Healthcare services: The healthcare CEO said outpatient revenue grew 23% in 2025, with outpatient share rising to 43% of total revenue. The business introduced new specialties including arthroscopy, sports medicine, and interventional cardiology. Management reported 18% EBITDA growth in 2025 and an EBITDA margin of 19.5%, with full-year EBITDA of GEL 93 million, up 35% year-over-year. Net debt to EBITDA declined from 4.4x to 3.7x in 2025. Management said it believes a 25% EBITDA margin is achievable over the mid-term.
Valuation approach, liquidity, and dividends
The CFO said an independent valuation firm performed full-year valuation analysis for the large portfolio companies, audited by independent auditors. Management said roughly 50% of the portfolio is Lion Finance Group, about 40% is in large private portfolio companies, and the remaining 10%-11% in emerging and other businesses. The company said it relies primarily on discounted cash flow valuations based on expected future cash flows.
Georgia Capital said total portfolio value exceeded GEL 5 billion for the first time, driven by an increase in Lion Finance Group’s value (around GEL 300 million+) and GEL 133 million of growth in large private portfolio companies. The CFO said retail pharmacy remains the largest private portfolio holding at GEL 870 million.
On liquidity, management said holding company debt declined from $150 million to $50 million, leaving only locally issued bonds maturing in 2028. The company reported about $90 million of cash, implying roughly $40 million of net cash.
Management also said it expects dividend inflows to remain strong and stated that it expects dividends to continue to exceed GEL 200 million, with dividend income per share continuing to grow, aided by the reduced share count.
Q&A: investments, Lion Finance exposure, OpEx, and real estate
In Q&A, executives said they are seeing more investment opportunities as the discount to NAV narrows, but emphasized they do not want to “force investment.” Management said it is more “bullish” on bolt-on acquisitions within large portfolio companies and is open-minded to expansion outside Georgia for those businesses.
Asked about the remaining capital return actions—buybacks versus retiring the remaining bond—management said both are on the table and indicated that if the NAV discount remains around 25% after the current buyback, additional buybacks could be preferred.
On Lion Finance Group, management said decisions around stake reductions are “purely” driven by PFIC considerations and that there is no explicit limit on Lion Finance’s weight in the portfolio beyond avoiding PFIC status.

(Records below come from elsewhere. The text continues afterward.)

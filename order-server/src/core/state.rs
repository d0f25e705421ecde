//! Application state wiring.
//!
//! Builds the store, gateways, cache and filter once and hands out
//! the composed lifecycle, reader and cart services. Background tasks
//! (the two timeout sweeps and the notification listener) are
//! registered here.

use std::sync::Arc;

use tokio::sync::broadcast;

use crate::catalog::{CartService, CatalogReader, ExistenceFilter, ResultCache, seed_existence_filter};
use crate::core::{BackgroundTasks, Config, OrderResult, TaskKind};
use crate::gateway::{
    BroadcastNotifier, FixedDistance, GeoDistanceService, PaymentGateway, RoutePlanner,
    SimulatedPaymentGateway,
};
use crate::orders::{OrderLifecycle, TimeoutSweeper};
use crate::store::MemoryStore;

pub struct AppState {
    pub config: Config,
    pub store: Arc<MemoryStore>,
    pub filter: Arc<ExistenceFilter>,
    pub cache: Arc<ResultCache>,
    pub notifier: Arc<BroadcastNotifier>,
    pub lifecycle: Arc<OrderLifecycle>,
    pub reader: Arc<CatalogReader>,
    pub cart: Arc<CartService>,
}

impl AppState {
    /// Initialize with a fresh, empty store.
    pub async fn initialize(config: &Config) -> OrderResult<Self> {
        Self::with_store(config, Arc::new(MemoryStore::new())).await
    }

    /// Initialize against an already-populated store. The existence
    /// filter is built here, from the store's category catalogue.
    pub async fn with_store(config: &Config, store: Arc<MemoryStore>) -> OrderResult<Self> {
        let filter = Arc::new(ExistenceFilter::with_capacity(
            config.filter_expected_insertions,
            config.filter_false_positive_rate,
        ));
        seed_existence_filter(&filter, store.as_ref()).await?;

        let cache = Arc::new(ResultCache::new());
        let notifier = Arc::new(BroadcastNotifier::new(1024));

        let geo: Arc<dyn GeoDistanceService> = if config.route_api_url.is_empty() {
            tracing::info!("No route service configured, using fixed-distance stub");
            Arc::new(FixedDistance(1000))
        } else {
            Arc::new(RoutePlanner::new(
                &config.route_api_url,
                &config.route_api_key,
            ))
        };
        let payments: Arc<dyn PaymentGateway> = Arc::new(SimulatedPaymentGateway);

        let lifecycle = Arc::new(OrderLifecycle::new(
            store.clone(),
            store.clone(),
            store.clone(),
            payments,
            geo,
            notifier.clone(),
            config.shop_address.clone(),
            config.max_delivery_distance_m,
        ));

        let reader = Arc::new(CatalogReader::new(
            filter.clone(),
            cache.clone(),
            store.clone(),
            config.cache_ttl(),
        ));

        let cart = Arc::new(CartService::new(store.clone(), store.clone()));

        Ok(Self {
            config: config.clone(),
            store,
            filter,
            cache,
            notifier,
            lifecycle,
            reader,
            cart,
        })
    }

    /// Register the timeout sweeps and the notification listener.
    pub fn start_background_tasks(&self, tasks: &mut BackgroundTasks) {
        let sweeper = Arc::new(TimeoutSweeper::new(
            self.store.clone(),
            tasks.shutdown_token(),
            &self.config,
        ));

        tasks.spawn(
            "payment_timeout_sweep",
            TaskKind::Periodic,
            sweeper.clone().run_payment_sweep(),
        );
        tasks.spawn(
            "delivery_completion_sweep",
            TaskKind::Periodic,
            sweeper.run_completion_sweep(),
        );

        let mut rx = self.notifier.subscribe();
        let token = tasks.shutdown_token();
        tasks.spawn("notification_listener", TaskKind::Listener, async move {
            loop {
                tokio::select! {
                    event = rx.recv() => match event {
                        Ok(event) => {
                            tracing::info!(
                                order_id = event.order_id,
                                kind = event.kind,
                                "Notification: {}",
                                event.content
                            );
                        }
                        Err(broadcast::error::RecvError::Lagged(skipped)) => {
                            tracing::warn!(skipped, "Notification listener lagged");
                        }
                        Err(broadcast::error::RecvError::Closed) => return,
                    },
                    _ = token.cancelled() => return,
                }
            }
        });
    }
}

On operating expenses, the CFO said the company guides to OpEx at 75 bps of NAV, expecting a similar structure in 2026, potentially implying a slightly higher absolute figure versus 2025’s GEL 47 million.
Addressing the Georgian property market, management said it did not view the market as being in a bubble but acknowledged risks of oversupply and said the company is cautious about taking on large real estate development projects.

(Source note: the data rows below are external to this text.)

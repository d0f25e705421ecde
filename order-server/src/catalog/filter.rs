//! Probabilistic existence filter for cache keys.
//!
//! A Bloom filter over the semantic cache keys: false positives fall
//! through to the store (which legitimately returns empty), false
//! negatives must never occur — every key inserted at construction
//! answers `might_contain == true` for the filter's lifetime.
//!
//! Capacity and false-positive rate are fixed at construction; the
//! filter is insert-only afterward, a catalogue change means a full
//! rebuild.

use std::f64::consts::LN_2;
use std::io::Cursor;

use bitvec::prelude::*;
use parking_lot::RwLock;

use crate::core::OrderResult;
use crate::store::CatalogStore;
use shared::catalog::CacheNamespace;

// =============================================================================
// Parameter calculation
// =============================================================================
//
// m = -n*ln(fpr) / (ln 2)^2   optimal bits
// k = (m/n) * ln 2            optimal hash functions
// FPR = (1 - e^(-kn/m))^k

fn optimal_parameters(expected_insertions: usize, target_fpr: f64) -> (usize, usize) {
    if expected_insertions == 0 {
        return (1, 1);
    }

    let n = expected_insertions as f64;
    let ln2_squared = LN_2 * LN_2;

    let m = (-n * target_fpr.ln() / ln2_squared).ceil() as usize;
    let k = ((m as f64 / n) * LN_2).round() as usize;

    (m.max(1), k.clamp(1, 32))
}

/// FPR = (1 - e^(-kn/m))^k
fn false_positive_rate(m: usize, n: usize, k: usize) -> f64 {
    if m == 0 {
        return 1.0;
    }
    let exponent = -(k as f64) * (n as f64) / (m as f64);
    (1.0 - exponent.exp()).powi(k as i32)
}

// =============================================================================
// Hashing
// =============================================================================

fn murmur_hash(key: &[u8], seed: u32) -> u64 {
    let mut cursor = Cursor::new(key);
    // 128-bit murmur3, lower 64 bits
    let hash = murmur3::murmur3_x64_128(&mut cursor, seed).unwrap_or(0);
    hash as u64
}

/// k positions via double hashing: h(i) = h1 + i * h2.
fn hash_positions(key: &str, k: usize, m: usize) -> impl Iterator<Item = usize> {
    let h1 = murmur_hash(key.as_bytes(), 0);
    let h2 = murmur_hash(key.as_bytes(), 1);

    (0..k as u64).map(move |i| {
        let hash = h1.wrapping_add(i.wrapping_mul(h2));
        (hash % m as u64) as usize
    })
}

// =============================================================================
// Filter
// =============================================================================

/// Process-wide existence filter, read-mostly after startup
/// population. Reads take the shared lock; writes are confined to
/// startup and catalogue-change rebuilds.
pub struct ExistenceFilter {
    bits: RwLock<BitVec<u8, Lsb0>>,
    /// Size in bits (m)
    m: usize,
    /// Number of hash functions (k)
    k: usize,
}

impl ExistenceFilter {
    /// Build an empty filter sized for `expected_insertions` keys at
    /// `target_fpr` false-positive rate.
    pub fn with_capacity(expected_insertions: usize, target_fpr: f64) -> Self {
        let (m, k) = optimal_parameters(expected_insertions, target_fpr);
        tracing::debug!(bits = m, hashes = k, "Existence filter sized");
        Self {
            bits: RwLock::new(bitvec![u8, Lsb0; 0; m]),
            m,
            k,
        }
    }

    /// Insert a key. Afterwards `might_contain(key)` is guaranteed to
    /// return true for the lifetime of the filter.
    pub fn insert(&self, key: &str) {
        let mut bits = self.bits.write();
        for pos in hash_positions(key, self.k, self.m) {
            bits.set(pos, true);
        }
    }

    /// `false` is authoritative: the key was never inserted. `true`
    /// only means "might exist" and may be a false positive.
    pub fn might_contain(&self, key: &str) -> bool {
        let bits = self.bits.read();
        hash_positions(key, self.k, self.m).all(|pos| bits[pos])
    }

    pub fn size_bits(&self) -> usize {
        self.m
    }

    pub fn hash_count(&self) -> usize {
        self.k
    }
}

/// Populate the filter from catalogue state: one key per known
/// (namespace, category id) pair. Returns the number of keys seeded.
pub async fn seed_existence_filter(
    filter: &ExistenceFilter,
    catalog: &dyn CatalogStore,
) -> OrderResult<usize> {
    let category_ids = catalog.category_ids().await?;

    let mut seeded = 0;
    for category_id in &category_ids {
        for namespace in CacheNamespace::ALL {
            filter.insert(&namespace.key(*category_id));
            seeded += 1;
        }
    }

    tracing::info!(
        categories = category_ids.len(),
        keys = seeded,
        "Existence filter seeded from catalogue"
    );
    Ok(seeded)
}

#[cfg(test)]
mod tests {
    use super::*;
    use crate::store::MemoryStore;
    use shared::catalog::Category;

    #[test]
    fn test_optimal_parameters_n100_fpr001() {
        // For n=100, FPR=0.01 expect k≈7, m≈959
        let (m, k) = optimal_parameters(100, 0.01);
        assert!((800..=1200).contains(&m), "expected m≈959, got {}", m);
        assert!((5..=9).contains(&k), "expected k≈7, got {}", k);
    }

    #[test]
    fn test_zero_insertions_degenerates_safely() {
        let (m, k) = optimal_parameters(0, 0.01);
        assert_eq!((m, k), (1, 1));
    }

    #[test]
    fn test_fpr_formula() {
        // m=1000, n=100, k=7 → FPR≈0.008
        let fpr = false_positive_rate(1000, 100, 7);
        assert!(fpr > 0.005 && fpr < 0.02, "got {}", fpr);
    }

    #[test]
    fn test_no_false_negatives_bulk() {
        let filter = ExistenceFilter::with_capacity(2000, 0.01);
        let keys: Vec<String> = (0..1000).map(|i| CacheNamespace::Dish.key(i)).collect();

        for key in &keys {
            filter.insert(key);
        }
        for key in &keys {
            assert!(
                filter.might_contain(key),
                "false negative for {} — must never occur",
                key
            );
        }
    }

    #[test]
    fn test_false_positive_rate_bounded() {
        let target = 0.01;
        let n = 500;
        let filter = ExistenceFilter::with_capacity(n, target);
        for i in 0..n {
            filter.insert(&format!("DishCache::{}", i));
        }

        let mut false_positives = 0;
        let probes = 50_000;
        for i in 0..probes {
            if filter.might_contain(&format!("SetmealCache::{}", i + 1_000_000)) {
                false_positives += 1;
            }
        }

        let actual = false_positives as f64 / probes as f64;
        // 1.5x statistical tolerance
        assert!(actual <= target * 1.5, "FPR {} exceeds target {}", actual, target);
    }

    #[test]
    fn test_absent_key_rejected() {
        let filter = ExistenceFilter::with_capacity(100, 0.01);
        filter.insert("DishCache::1");
        // An empty region of the key space: overwhelmingly rejected.
        // (A single probe could be a false positive, so check the
        // inserted key's sibling spaces in bulk instead.)
        let rejected = (100..200)
            .filter(|i| !filter.might_contain(&format!("DishCache::{}", i)))
            .count();
        assert!(rejected >= 95);
    }

    #[tokio::test]
    async fn test_seed_covers_every_namespace_pair() {
        let store = MemoryStore::new();
        for id in 1..=5 {
            store.seed_category(Category {
                id,
                name: format!("Category {}", id),
                sort_order: id as i32,
                enabled: true,
            });
        }

        let filter = ExistenceFilter::with_capacity(64, 0.01);
        let seeded = seed_existence_filter(&filter, &store).await.unwrap();
        assert_eq!(seeded, 10);

        for id in 1..=5 {
            assert!(filter.might_contain(&CacheNamespace::Dish.key(id)));
            assert!(filter.might_contain(&CacheNamespace::Setmeal.key(id)));
        }
    }
}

About Georgia Capital (LON:CGEO)
Georgia Capital PLC (“Georgia Capital” or “the Group” or “GCAP”– LSE: CGEO LN) is a platform for buying, building and developing businesses in Georgia with holdings in sectors that are expected to benefit from the continued growth and further diversification of the Georgian economy. The Group’s focus is typically on larger-scale investment opportunities in Georgia, which have the potential to reach at least GEL 300 million equity value over 3-5 years from the initial investment and to monetise them through exits, as investments mature.